Assigned task:
Scan the listing below and copy every line holding "Result".

Data supplied:
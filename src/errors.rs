//! Conveyor error handling

use std::error::Error;
use std::fmt;
use std::path::PathBuf;
use std::sync::Arc;

/// Error types within Conveyor
#[derive(std::fmt::Debug)]
pub enum ConveyorError {
    /// Errors interacting with I/O
    IoError(std::io::Error),
    /// Errors from the image library
    ImageError(Arc<image::error::ImageError>),
    /// Errors reading the configuration sources
    ConfigError(::config::ConfigError),
    /// A configuration value outside of its valid range
    InvalidSetting(String),
    /// The image folder did not contain a single displayable file
    NoImages(PathBuf),
    /// Errors from the desktop window
    WindowError(minifb::Error),
    /// Errors from the framebuffer device
    FramebufferError(framebuffer::FramebufferError),
    /// Errors loading a font or rasterizing glyphs
    FontError(String),
    /// Errors installing the interrupt handler
    SignalError(ctrlc::Error),
    /// Pseudo-error to indicate a retry condition
    Retry,
    /// Pseudo-error to indicate program termination
    Terminate,
}

/// Result type for `ConveyorError`
pub type ConveyorResult<T> = Result<T, ConveyorError>;

impl fmt::Display for ConveyorError {
    fn fmt(&self, f: &mut fmt::Formatter<'_>) -> Result<(), std::fmt::Error> {
        match self {
            ConveyorError::IoError(err) => write!(f, "{}", err),
            ConveyorError::ImageError(err) => write!(f, "{}", err),
            ConveyorError::ConfigError(err) => write!(f, "{}", err),
            ConveyorError::InvalidSetting(msg) => write!(f, "Invalid setting: {}", msg),
            ConveyorError::NoImages(dir) => {
                write!(f, "No images found in {}", dir.display())
            }
            ConveyorError::WindowError(err) => write!(f, "{}", err),
            ConveyorError::FramebufferError(err) => write!(f, "Framebuffer: {:?}", err),
            ConveyorError::FontError(msg) => write!(f, "Font: {}", msg),
            ConveyorError::SignalError(err) => write!(f, "{}", err),
            ConveyorError::Retry => write!(f, "Retry"),
            ConveyorError::Terminate => write!(f, "Terminate"),
        }
    }
}

impl Error for ConveyorError {
    fn source(&self) -> Option<&(dyn Error + 'static)> {
        match self {
            ConveyorError::IoError(err) => Some(err),
            ConveyorError::ImageError(err) => Some(err.as_ref()),
            ConveyorError::ConfigError(err) => Some(err),
            ConveyorError::SignalError(err) => Some(err),
            _ => None,
        }
    }
}

impl From<std::io::Error> for ConveyorError {
    fn from(err: std::io::Error) -> Self {
        ConveyorError::IoError(err)
    }
}

impl From<image::error::ImageError> for ConveyorError {
    fn from(err: image::error::ImageError) -> Self {
        ConveyorError::ImageError(Arc::new(err))
    }
}

impl From<::config::ConfigError> for ConveyorError {
    fn from(err: ::config::ConfigError) -> Self {
        ConveyorError::ConfigError(err)
    }
}

impl From<minifb::Error> for ConveyorError {
    fn from(err: minifb::Error) -> Self {
        ConveyorError::WindowError(err)
    }
}

impl From<framebuffer::FramebufferError> for ConveyorError {
    fn from(err: framebuffer::FramebufferError) -> Self {
        ConveyorError::FramebufferError(err)
    }
}

impl From<ctrlc::Error> for ConveyorError {
    fn from(err: ctrlc::Error) -> Self {
        ConveyorError::SignalError(err)
    }
}
//! Constraint and leader-affinity repair

use std::collections::BTreeSet;

use super::{Batch, PlanStep};
use crate::action::BalancerAction;
use crate::evaluator::{cmp_load, leader_scope, LeaderScope, MemberLoad, TabletPlacement, Violation};
use crate::metadata::{NodeId, PlacementPath, TabletId, TabletInfo};
use crate::policy::ResolvedPolicy;

/// Step 1: fix under/over placement and invalid replicas, tablet by tablet
pub(crate) fn repair_constraints(batch: &mut Batch<'_>) {
    let tablets: BTreeSet<TabletId> = batch
        .sim()
        .evaluation()
        .violations
        .iter()
        .filter(|v| !matches!(v, Violation::LeaderOutsidePreferred { .. }))
        .map(|v| v.tablet().clone())
        .collect();

    for id in tablets {
        if batch.moves_left() == 0 {
            batch.mark_exhausted();
            return;
        }
        if !batch.can_touch(&id) {
            continue;
        }
        let Some(tablet) = batch.sim().tablet(&id).cloned() else {
            continue;
        };
        let Some(policy) = batch.sim().policy(&tablet).cloned() else {
            continue;
        };
        let Some(placement) = batch.sim().placement(&tablet) else {
            continue;
        };
        let Some(action) = repair_action(batch, &tablet, &placement) else {
            continue;
        };

        if let Some(source) = action.source.clone() {
            let guard_leader = batch.config().skip_leader_as_remove_victim
                && tablet.is_led_by(&source)
                && batch.sim().topology().is_live(&source);
            if guard_leader {
                if let Some(target) = leader_target(batch, &tablet, &policy, &placement, Some(&source)) {
                    let transfer = BalancerAction::transfer_leader(
                        tablet.id.clone(),
                        tablet.table.clone(),
                        Some(source),
                        target,
                    );
                    if batch.propose(transfer, PlanStep::ConstraintRepair) {
                        continue;
                    }
                }
            }
        }
        batch.propose(action, PlanStep::ConstraintRepair);
    }
}

/// MOVE, ADD or REMOVE that brings a tablet closer to its placement
fn repair_action(batch: &Batch<'_>, tablet: &TabletInfo, placement: &TabletPlacement) -> Option<BalancerAction> {
    let short = placement.short_block();
    let receiver = short.and_then(|i| pick_receiver(batch, tablet, placement, &placement.blocks[i].path));
    let victim = placement
        .invalid
        .first()
        .map(|(node, _)| node.clone())
        .or_else(|| {
            placement
                .excess_block()
                .and_then(|i| pick_victim(batch, tablet, &placement.blocks[i].path, &placement.blocks[i].valid))
        });

    let (tablet_id, table) = (tablet.id.clone(), tablet.table.clone());
    match (victim, short, receiver) {
        (Some(victim), Some(_), Some(receiver)) => {
            Some(BalancerAction::move_replica(tablet_id, table, victim, receiver))
        }
        (Some(victim), None, _) => Some(BalancerAction::remove_replica(tablet_id, table, victim)),
        (None, Some(_), Some(receiver)) => Some(BalancerAction::add_replica(tablet_id, table, receiver)),
        // Nowhere to put the replica: unsatisfiable, reported but not acted on.
        _ => None,
    }
}

/// Least-loaded alive node of the block not hosting the tablet
///
/// Nodes in zones the tablet does not cover yet come first.
fn pick_receiver(
    batch: &Batch<'_>,
    tablet: &TabletInfo,
    placement: &TabletPlacement,
    block: &PlacementPath,
) -> Option<NodeId> {
    let group = batch.sim().evaluation().replica_groups.get(block);
    let mut candidates: Vec<(bool, MemberLoad, NodeId)> = batch
        .sim()
        .topology()
        .alive_matching(block)
        .into_iter()
        .filter(|n| !tablet.has_replica(&n.id))
        .map(|n| {
            let load = group
                .and_then(|g| g.load(&n.id))
                .unwrap_or_else(|| MemberLoad::new(n.weight));
            (placement.zones.contains(&n.placement), load, n.id.clone())
        })
        .collect();
    candidates.sort_by(|a, b| {
        a.0.cmp(&b.0)
            .then_with(|| cmp_load(a.1, b.1))
            .then_with(|| a.2.cmp(&b.2))
    });
    candidates.into_iter().next().map(|(_, _, id)| id)
}

/// Most-loaded replica of an over-full block
///
/// With `skip_leader_as_remove_victim` non-leaders are preferred.
fn pick_victim(batch: &Batch<'_>, tablet: &TabletInfo, block: &PlacementPath, valid: &[NodeId]) -> Option<NodeId> {
    let group = batch.sim().evaluation().replica_groups.get(block)?;
    let skip_leader = batch.config().skip_leader_as_remove_victim;
    let mut candidates: Vec<(bool, MemberLoad, &NodeId)> = valid
        .iter()
        .filter_map(|id| {
            let load = group.load(id)?;
            Some((skip_leader && tablet.is_led_by(id), load, id))
        })
        .collect();
    candidates.sort_by(|a, b| {
        a.0.cmp(&b.0)
            .then_with(|| cmp_load(b.1, a.1))
            .then_with(|| a.2.cmp(b.2))
    });
    candidates.first().map(|(_, _, id)| (*id).clone())
}

/// Best new leader among the tablet's valid replicas
///
/// In-scope replicas (preferred zones, if any) first, then fewest
/// leaderships, then lowest id.
fn leader_target(
    batch: &Batch<'_>,
    tablet: &TabletInfo,
    policy: &ResolvedPolicy,
    placement: &TabletPlacement,
    exclude: Option<&NodeId>,
) -> Option<NodeId> {
    let topology = batch.sim().topology();
    let scope = leader_scope(topology, placement, policy);
    let leaders = &batch.sim().evaluation().node_leaders;
    let mut candidates: Vec<(bool, u64, &NodeId)> = placement
        .valid_replicas()
        .filter(|id| Some(*id) != exclude && !tablet.is_led_by(id))
        .filter_map(|id| {
            let node = topology.node(id)?;
            let count = leaders.get(id).copied().unwrap_or(0);
            Some((!scope.admits(&node.placement), count, id))
        })
        .collect();
    candidates.sort();
    candidates.first().map(|(_, _, id)| (*id).clone())
}

/// Step 2: move leaders into the preferred zones
pub(crate) fn repair_leader_affinity(batch: &mut Batch<'_>) {
    let tablets: Vec<TabletId> = batch
        .sim()
        .evaluation()
        .violations
        .iter()
        .filter(|v| matches!(v, Violation::LeaderOutsidePreferred { .. }))
        .map(|v| v.tablet().clone())
        .collect();

    for id in tablets {
        if batch.transfers_left() == 0 {
            batch.mark_exhausted();
            return;
        }
        if !batch.can_touch(&id) {
            continue;
        }
        let Some(tablet) = batch.sim().tablet(&id).cloned() else {
            continue;
        };
        let Some(policy) = batch.sim().policy(&tablet).cloned() else {
            continue;
        };
        let Some(placement) = batch.sim().placement(&tablet) else {
            continue;
        };
        if !matches!(leader_scope(batch.sim().topology(), &placement, &policy), LeaderScope::Preferred(_)) {
            continue;
        }
        if let Some(target) = leader_target(batch, &tablet, &policy, &placement, None) {
            let transfer =
                BalancerAction::transfer_leader(tablet.id.clone(), tablet.table.clone(), tablet.leader.clone(), target);
            batch.propose(transfer, PlanStep::LeaderAffinity);
        }
    }
}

Task solution:
/// Result type for `ConveyorError`
pub type ConveyorResult<T> = Result<T, ConveyorError>;
    fn fmt(&self, f: &mut fmt::Formatter<'_>) -> Result<(), std::fmt::Error> {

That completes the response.